■ **Task details**:
Your answer should be the lines below from the one holding "handlers post events." through the one holding "self.allocate(task, None)", copied exactly and with nothing else.

Saved entries:
══════

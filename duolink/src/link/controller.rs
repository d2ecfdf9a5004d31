use core::cell::RefCell;
use embassy_sync::blocking_mutex::Mutex;
use embassy_sync::blocking_mutex::raw::RawMutex;
use heapless::Vec;

use crate::buffer::{BufferRef, Layout, LayoutError, Role, SharedBuffer};
use crate::config::{HEARTBEAT_INTERVAL, TRACE_DEPTH};
use crate::core::ChunkKind;
use crate::link::{Channel, Endpoint, Peripherals, Snapshot, TraceEvent, check_chunk, stamp_chunk};

struct State<P> {
    channel: Channel<P>,
    refresh_count: u32,
}

/// Controller endpoint (SPI master)
///
/// Owns every setpoint chunk and receives every worker's measurement. There is no
/// chip-select framing on this side: each [`Endpoint::refresh`] stamps the setpoints
/// and starts the next transfer.
pub struct Controller<'a, M: RawMutex, P> {
    layout: Layout,
    buffer: BufferRef<'a>,
    state: Mutex<M, RefCell<State<P>>>,
}

impl<'a, M: RawMutex, P: Peripherals> Controller<'a, M, P> {
    /// Binds the endpoint to its buffer and peripherals and stamps all setpoints.
    pub fn new<const W: usize>(
        layout: Layout,
        buffer: &'a SharedBuffer<W>,
        ports: P,
    ) -> Result<Self, LayoutError> {
        if layout.role() != Role::Controller {
            return Err(LayoutError::Role);
        }
        layout.check_buffer_len(buffer.len())?;
        let controller = Self {
            layout,
            buffer: buffer.view(),
            state: Mutex::new(RefCell::new(State {
                channel: Channel::new(ports),
                refresh_count: 0,
            })),
        };
        controller.stamp_owned();
        Ok(controller)
    }

    pub fn layout(&self) -> &Layout {
        &self.layout
    }

    fn with_state<T>(&self, f: impl FnOnce(&mut State<P>) -> T) -> T {
        self.state.lock(|cell| f(&mut cell.borrow_mut()))
    }

    /// Gives access to the peripherals, e.g. for DMA reconfiguration between frames.
    pub fn with_ports<T>(&self, f: impl FnOnce(&mut P) -> T) -> T {
        self.with_state(|state| f(&mut state.channel.ports))
    }

    /// Restamps every setpoint chunk.
    pub fn stamp_owned(&self) {
        for worker in self.layout.workers() {
            // SAFETY: setpoints are only read by the transmit channel, which is started
            // after stamping
            unsafe { stamp_chunk(&self.layout, self.buffer, ChunkKind::Setpoint, worker) };
        }
    }

    /// True while the last started transfer has not fully completed
    pub fn is_pending(&self) -> bool {
        self.with_state(|state| state.channel.is_pending())
    }
}

impl<M: RawMutex, P: Peripherals> Endpoint for Controller<'_, M, P> {
    fn on_tx_complete(&self) {
        self.with_state(|state| state.channel.complete_tx());
    }

    fn on_rx_complete(&self) -> usize {
        self.with_state(|state| {
            state.channel.complete_rx();
            state.channel.recorder.count_frame();
        });

        let mut corrupted = 0;
        for worker in self.layout.workers() {
            // SAFETY: the receive channel has completed and the receiver stays gated
            // until the next refresh
            let valid = unsafe {
                check_chunk(&self.layout, self.buffer, ChunkKind::Measurement, worker)
            };
            if !valid {
                corrupted += 1;
                self.with_state(|state| {
                    state.channel.recorder.record(TraceEvent::CrcMismatch {
                        kind: ChunkKind::Measurement,
                        worker,
                    })
                });
            }
        }
        corrupted
    }

    /// Stamps the setpoints and starts the next transfer.
    fn refresh(&self) {
        self.with_state(|state| {
            state.channel.toggle_indicator();
            if state.refresh_count % HEARTBEAT_INTERVAL == 0 {
                state.channel.recorder.record(TraceEvent::Heartbeat);
            }
            state.refresh_count = state.refresh_count.wrapping_add(1);
            state.channel.recorder.record(TraceEvent::Refresh);
        });

        self.stamp_owned();

        let overrun = self.with_state(|state| state.channel.arm());
        if overrun {
            warn!("controller transfer overrun");
        }
    }

    fn diagnostics(&self) -> Snapshot {
        self.with_state(|state| state.channel.recorder.counters)
    }

    fn drain_trace(&self) -> Vec<TraceEvent, TRACE_DEPTH> {
        self.with_state(|state| state.channel.recorder.drain())
    }
}
//! Two-priority run-to-completion event scheduler
//!
//! Events are created once, bound to an application task value, and posted any number
//! of times. Interrupt handlers post with [`Scheduler::post_from_interrupt`], everything
//! else with [`Scheduler::post`]. Each pass of the dispatch loop runs the interrupt
//! events pending when the pass starts, then the normal events pending at that point,
//! then starts over. Anything posted in between, a handler reposting its own event
//! included, waits for a later pass, so interrupt work is never held back by more
//! than one pass of normal work.
//!
//! Handlers run to completion in the dispatch loop context. They may post events and
//! start or restart timers on the same scheduler.
//!
//! Events, software timers and the internal tick event share one fixed arena of `N` slots.
//! Queue membership is guarded by the scheduler mutex. Handlers always run outside it.
//!
//! ```
//! use duolink::event::Scheduler;
//! use embassy_sync::blocking_mutex::raw::NoopRawMutex;
//!
//! #[derive(Clone, Copy, PartialEq, Debug)]
//! enum Task {
//!     Sample(u16),
//!     Report,
//! }
//!
//! let scheduler = Scheduler::<NoopRawMutex, Task, 4>::new();
//! let sample = scheduler.create_event(Task::Sample(3)).unwrap();
//! let report = scheduler.create_event(Task::Report).unwrap();
//!
//! scheduler.post(report).unwrap();
//! scheduler.post_from_interrupt(sample).unwrap();
//!
//! let mut order = Vec::new();
//! scheduler.run_once(&mut |_, task| order.push(task));
//! assert_eq!(order, [Task::Sample(3), Task::Report]);
//! ```

use core::cell::RefCell;
use embassy_sync::blocking_mutex::Mutex;
use embassy_sync::blocking_mutex::raw::RawMutex;

use crate::config::Config;
use crate::core::Priority;
use crate::queue::{AlreadyQueued, MAX_CAPACITY, NodeId, QueueId, QueueSet};
use crate::time::{Duration, Instant};
use crate::timer::Countdown;

pub(crate) const ISR_QUEUE: QueueId = QueueId::new(0);
pub(crate) const NORMAL_QUEUE: QueueId = QueueId::new(1);
pub(crate) const TIMER_LIST: QueueId = QueueId::new(2);
const QUEUE_COUNT: usize = 3;

/// Handle of an event slot
#[derive(Debug, Copy, Clone, PartialEq, Eq, Hash)]
#[cfg_attr(feature = "defmt", derive(defmt::Format))]
pub struct EventId(pub(crate) NodeId);

impl EventId {
    pub const fn into_u8(self) -> u8 {
        self.0.into_u8()
    }
}

/// The event arena has no free slot left
#[derive(Debug, Copy, Clone, PartialEq, Eq)]
#[cfg_attr(feature = "defmt", derive(defmt::Format))]
pub struct Exhausted;

#[derive(Clone, Copy)]
pub(crate) enum Kind<K> {
    Tick,
    Task(K),
}

pub(crate) struct Slot<K> {
    pub(crate) kind: Option<Kind<K>>,
    pub(crate) countdown: Option<Countdown>,
}

pub(crate) struct Inner<K, const N: usize> {
    pub(crate) queues: QueueSet<QUEUE_COUNT, N>,
    pub(crate) slots: [Slot<K>; N],
    allocated: usize,
    pub(crate) now: Instant,
    pub(crate) missed_ticks: u32,
}

impl<K, const N: usize> Inner<K, N> {
    fn allocate(&mut self, kind: Kind<K>, countdown: Option<Countdown>) -> Result<EventId, Exhausted> {
        let index = self.allocated;
        let slot = self.slots.get_mut(index).ok_or(Exhausted)?;
        slot.kind = Some(kind);
        slot.countdown = countdown;
        self.allocated += 1;
        Ok(EventId(NodeId::new(unwrap!(u8::try_from(index)))))
    }

    pub(crate) fn check(&self, event: EventId) -> NodeId {
        assert!(event.0.index() < self.allocated);
        event.0
    }
}

/// Scheduler context
///
/// `N` is the total number of event and timer slots, one of which is reserved for the
/// tick event. Use `CriticalSectionRawMutex` when interrupt handlers post events.
pub struct Scheduler<M: RawMutex, K, const N: usize> {
    pub(crate) inner: Mutex<M, RefCell<Inner<K, N>>>,
    pub(crate) granularity: Duration,
    pub(crate) tick: EventId,
}

impl<M: RawMutex, K: Copy, const N: usize> Scheduler<M, K, N> {
    const _ASSERT: usize = MAX_CAPACITY - QUEUE_COUNT - N;

    /// Creates a scheduler for the default tick granularity.
    pub fn new() -> Self {
        Self::with_config(&Config::default())
    }

    pub fn with_config(config: &Config) -> Self {
        Self::with_granularity(config.tick_granularity)
    }

    /// Creates a scheduler driven by a tick of the given period.
    pub fn with_granularity(granularity: Duration) -> Self {
        let _ = Self::_ASSERT;
        assert!(granularity > Duration::from_ticks(0));
        let mut inner = Inner {
            queues: QueueSet::new(),
            slots: core::array::from_fn(|_| Slot {
                kind: None,
                countdown: None,
            }),
            allocated: 0,
            now: Instant::from_ticks(0),
            missed_ticks: 0,
        };
        let tick = unwrap!(inner.allocate(Kind::Tick, None));
        Self {
            inner: Mutex::new(RefCell::new(inner)),
            granularity,
            tick,
        }
    }

    pub(crate) fn with_inner<T>(&self, f: impl FnOnce(&mut Inner<K, N>) -> T) -> T {
        self.inner.lock(|cell| f(&mut cell.borrow_mut()))
    }

    pub(crate) fn allocate(
        &self,
        task: K,
        countdown: Option<Countdown>,
    ) -> Result<EventId, Exhausted> {
        self.with_inner(|inner| inner.allocate(Kind::Task(task), countdown))
    }

    /// Binds a new event to the task value.
    pub fn create_event(&self, task: K) -> Result<EventId, Exhausted> {
        self.allocate(task, None)
    }

    /// Task value the event is currently bound to
    pub fn task(&self, event: EventId) -> Option<K> {
        self.with_inner(|inner| {
            let node = inner.check(event);
            match inner.slots[node.index()].kind {
                Some(Kind::Task(task)) => Some(task),
                _ => None,
            }
        })
    }

    /// Replaces the task value. A pending event runs with the new value.
    pub fn set_task(&self, event: EventId, task: K) {
        self.with_inner(|inner| {
            let node = inner.check(event);
            if let Some(Kind::Task(slot)) = inner.slots[node.index()].kind.as_mut() {
                *slot = task;
            }
        })
    }

    fn push(&self, queue: QueueId, event: EventId) -> Result<(), AlreadyQueued> {
        let res = self.with_inner(|inner| {
            let node = inner.check(event);
            inner.queues.push_back(queue, node)
        });
        if let Err(err) = res {
            debug!(
                "event {} already queued on {}",
                event.into_u8(),
                err.queue.into_u8()
            );
        }
        res
    }

    /// Posts the event to the normal queue.
    ///
    /// An event that is already pending or armed as a timer is left untouched.
    pub fn post(&self, event: EventId) -> Result<(), AlreadyQueued> {
        self.push(NORMAL_QUEUE, event)
    }

    /// Posts the event to the interrupt queue. Safe to call from interrupt handlers.
    ///
    /// An event that is already pending or armed as a timer is left untouched.
    pub fn post_from_interrupt(&self, event: EventId) -> Result<(), AlreadyQueued> {
        self.push(ISR_QUEUE, event)
    }

    /// Priority of the queue holding the event, if it waits for dispatch
    pub fn pending(&self, event: EventId) -> Option<Priority> {
        self.with_inner(|inner| {
            let node = inner.check(event);
            match inner.queues.queue_of(node) {
                Some(ISR_QUEUE) => Some(Priority::Interrupt),
                Some(NORMAL_QUEUE) => Some(Priority::Normal),
                _ => None,
            }
        })
    }

    fn pop(&self, queue: QueueId) -> Option<(EventId, Kind<K>)> {
        self.with_inner(|inner| {
            let node = inner.queues.pop_front(queue)?;
            let kind = unwrap!(inner.slots[node.index()].kind);
            Some((EventId(node), kind))
        })
    }

    /// Dispatches the events queued when the drain starts. Events posted meanwhile,
    /// reposts included, wait for the next pass.
    fn drain(&self, queue: QueueId, handler: &mut impl FnMut(EventId, K)) -> usize {
        let Some(last) = self.with_inner(|inner| inner.queues.back(queue)) else {
            return 0;
        };
        let mut count = 0;
        while let Some((event, kind)) = self.pop(queue) {
            match kind {
                Kind::Tick => self.on_tick(),
                Kind::Task(task) => handler(event, task),
            }
            count += 1;
            if event.0 == last {
                break;
            }
        }
        count
    }

    /// Runs one pass: the pending interrupt events, then the pending normal events.
    ///
    /// Timers fired by a tick handled in this pass run in its normal half.
    ///
    /// Returns the number of dispatched events, the internal tick event included.
    pub fn run_once(&self, handler: &mut impl FnMut(EventId, K)) -> usize {
        let interrupt = self.drain(ISR_QUEUE, handler);
        let normal = self.drain(NORMAL_QUEUE, handler);
        interrupt + normal
    }

    /// Dispatch loop
    pub fn run(&self, handler: &mut impl FnMut(EventId, K)) -> ! {
        loop {
            self.run_once(handler);
        }
    }

    pub fn is_idle(&self) -> bool {
        self.with_inner(|inner| {
            inner.queues.is_empty(ISR_QUEUE) && inner.queues.is_empty(NORMAL_QUEUE)
        })
    }
}

impl<M: RawMutex, K: Copy, const N: usize> Default for Scheduler<M, K, N> {
    fn default() -> Self {
        Self::new()
    }
}

#[cfg(test)]
mod tests {
    use super::*;
    use crate::config::TICK_GRANULARITY;
    use embassy_sync::blocking_mutex::raw::NoopRawMutex;
    use heapless::Vec;

    #[derive(Debug, Clone, Copy, PartialEq, Eq)]
    enum Task {
        Isr(u8),
        Normal(u8),
    }

    type TestScheduler = Scheduler<NoopRawMutex, Task, 16>;

    #[test]
    fn test_interrupt_work_drains_first() {
        let scheduler = TestScheduler::new();
        let normal: Vec<EventId, 4> = (0..4)
            .map(|i| scheduler.create_event(Task::Normal(i)).unwrap())
            .collect();
        let isr: Vec<EventId, 3> = (0..3)
            .map(|i| scheduler.create_event(Task::Isr(i)).unwrap())
            .collect();

        scheduler.post(normal[0]).unwrap();
        scheduler.post_from_interrupt(isr[0]).unwrap();
        scheduler.post(normal[1]).unwrap();
        scheduler.post_from_interrupt(isr[1]).unwrap();
        scheduler.post_from_interrupt(isr[2]).unwrap();
        scheduler.post(normal[2]).unwrap();
        scheduler.post(normal[3]).unwrap();

        let mut order: Vec<Task, 8> = Vec::new();
        let count = scheduler.run_once(&mut |_, task| order.push(task).unwrap());

        assert_eq!(count, 7);
        assert_eq!(
            &order[..],
            &[
                Task::Isr(0),
                Task::Isr(1),
                Task::Isr(2),
                Task::Normal(0),
                Task::Normal(1),
                Task::Normal(2),
                Task::Normal(3),
            ]
        );
        assert!(scheduler.is_idle());
    }

    #[test]
    fn test_interrupt_post_during_normal_drain_waits_for_next_pass() {
        let scheduler = TestScheduler::new();
        let first = scheduler.create_event(Task::Normal(0)).unwrap();
        let second = scheduler.create_event(Task::Normal(1)).unwrap();
        let late = scheduler.create_event(Task::Isr(9)).unwrap();

        scheduler.post(first).unwrap();
        scheduler.post(second).unwrap();

        let mut order: Vec<Task, 8> = Vec::new();
        scheduler.run_once(&mut |_, task| {
            if task == Task::Normal(0) {
                scheduler.post_from_interrupt(late).unwrap();
            }
            order.push(task).unwrap();
        });
        assert_eq!(&order[..], &[Task::Normal(0), Task::Normal(1)]);
        assert_eq!(scheduler.pending(late), Some(Priority::Interrupt));

        order.clear();
        scheduler.run_once(&mut |_, task| order.push(task).unwrap());
        assert_eq!(&order[..], &[Task::Isr(9)]);
    }

    #[test]
    fn test_double_post_is_reported() {
        let scheduler = TestScheduler::new();
        let event = scheduler.create_event(Task::Normal(1)).unwrap();

        scheduler.post(event).unwrap();
        assert_eq!(
            scheduler.post_from_interrupt(event),
            Err(AlreadyQueued {
                queue: NORMAL_QUEUE
            })
        );
        assert_eq!(scheduler.pending(event), Some(Priority::Normal));

        let mut count = 0;
        scheduler.run_once(&mut |_, _| count += 1);
        assert_eq!(count, 1);

        scheduler.post(event).unwrap();
    }

    #[test]
    fn test_handler_can_repost_itself() {
        let scheduler = TestScheduler::new();
        let event = scheduler.create_event(Task::Normal(0)).unwrap();
        scheduler.post(event).unwrap();

        let mut runs = 0;
        for _ in 0..3 {
            scheduler.run_once(&mut |id, _| {
                runs += 1;
                scheduler.post(id).unwrap();
            });
        }
        assert_eq!(runs, 3);
        assert_eq!(scheduler.pending(event), Some(Priority::Normal));
    }

    #[test]
    fn test_reposting_handler_yields_to_interrupt_work() {
        let scheduler = TestScheduler::new();
        let busy = scheduler.create_event(Task::Normal(0)).unwrap();
        let late = scheduler.create_event(Task::Isr(1)).unwrap();
        scheduler.post(busy).unwrap();

        let mut order: Vec<Task, 8> = Vec::new();
        let count = scheduler.run_once(&mut |id, task| {
            if task == Task::Normal(0) {
                scheduler.post(id).unwrap();
                scheduler.post_from_interrupt(late).unwrap();
            }
            order.push(task).unwrap();
        });
        assert_eq!(count, 1);
        assert_eq!(&order[..], &[Task::Normal(0)]);

        order.clear();
        scheduler.run_once(&mut |id, task| {
            if task == Task::Normal(0) {
                scheduler.post(id).unwrap();
            }
            order.push(task).unwrap();
        });
        assert_eq!(&order[..], &[Task::Isr(1), Task::Normal(0)]);
        assert_eq!(scheduler.pending(busy), Some(Priority::Normal));
    }

    #[test]
    fn test_set_task_updates_payload() {
        let scheduler = TestScheduler::new();
        let event = scheduler.create_event(Task::Normal(0)).unwrap();
        scheduler.post(event).unwrap();
        scheduler.set_task(event, Task::Normal(5));
        assert_eq!(scheduler.task(event), Some(Task::Normal(5)));

        let mut seen = None;
        scheduler.run_once(&mut |_, task| seen = Some(task));
        assert_eq!(seen, Some(Task::Normal(5)));
    }

    #[test]
    fn test_config_sets_granularity() {
        let mut config = Config::default();
        assert_eq!(TestScheduler::with_config(&config).granularity(), TICK_GRANULARITY);

        config.tick_granularity = Duration::from_millis(1);
        let scheduler = TestScheduler::with_config(&config);
        assert_eq!(scheduler.granularity(), Duration::from_millis(1));

        scheduler.on_tick();
        assert_eq!(scheduler.now(), Instant::from_millis(1));
    }

    #[test]
    fn test_arena_exhaustion() {
        let scheduler = Scheduler::<NoopRawMutex, Task, 3>::new();
        scheduler.create_event(Task::Normal(0)).unwrap();
        scheduler.create_event(Task::Normal(1)).unwrap();
        assert_eq!(scheduler.create_event(Task::Normal(2)), Err(Exhausted));
    }
}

══════

■ **Output of the task**:
/// tick event. Use `CriticalSectionRawMutex` when interrupt handlers post events.
pub struct Scheduler<M: RawMutex, K, const N: usize> {
    pub(crate) inner: Mutex<M, RefCell<Inner<K, N>>>,
    pub(crate) granularity: Duration,
    pub(crate) tick: EventId,
}

impl<M: RawMutex, K: Copy, const N: usize> Scheduler<M, K, N> {
    const _ASSERT: usize = MAX_CAPACITY - QUEUE_COUNT - N;

    /// Creates a scheduler for the default tick granularity.
    pub fn new() -> Self {
        Self::with_config(&Config::default())
    }

    pub fn with_config(config: &Config) -> Self {
        Self::with_granularity(config.tick_granularity)
    }

    /// Creates a scheduler driven by a tick of the given period.
    pub fn with_granularity(granularity: Duration) -> Self {
        let _ = Self::_ASSERT;
        assert!(granularity > Duration::from_ticks(0));
        let mut inner = Inner {
            queues: QueueSet::new(),
            slots: core::array::from_fn(|_| Slot {
                kind: None,
                countdown: None,
            }),
            allocated: 0,
            now: Instant::from_ticks(0),
            missed_ticks: 0,
        };
        let tick = unwrap!(inner.allocate(Kind::Tick, None));
        Self {
            inner: Mutex::new(RefCell::new(inner)),
            granularity,
            tick,
        }
    }

    pub(crate) fn with_inner<T>(&self, f: impl FnOnce(&mut Inner<K, N>) -> T) -> T {
        self.inner.lock(|cell| f(&mut cell.borrow_mut()))
    }

    pub(crate) fn allocate(
        &self,
        task: K,
        countdown: Option<Countdown>,
    ) -> Result<EventId, Exhausted> {
        self.with_inner(|inner| inner.allocate(Kind::Task(task), countdown))
    }

    /// Binds a new event to the task value.
    pub fn create_event(&self, task: K) -> Result<EventId, Exhausted> {
        self.allocate(task, None)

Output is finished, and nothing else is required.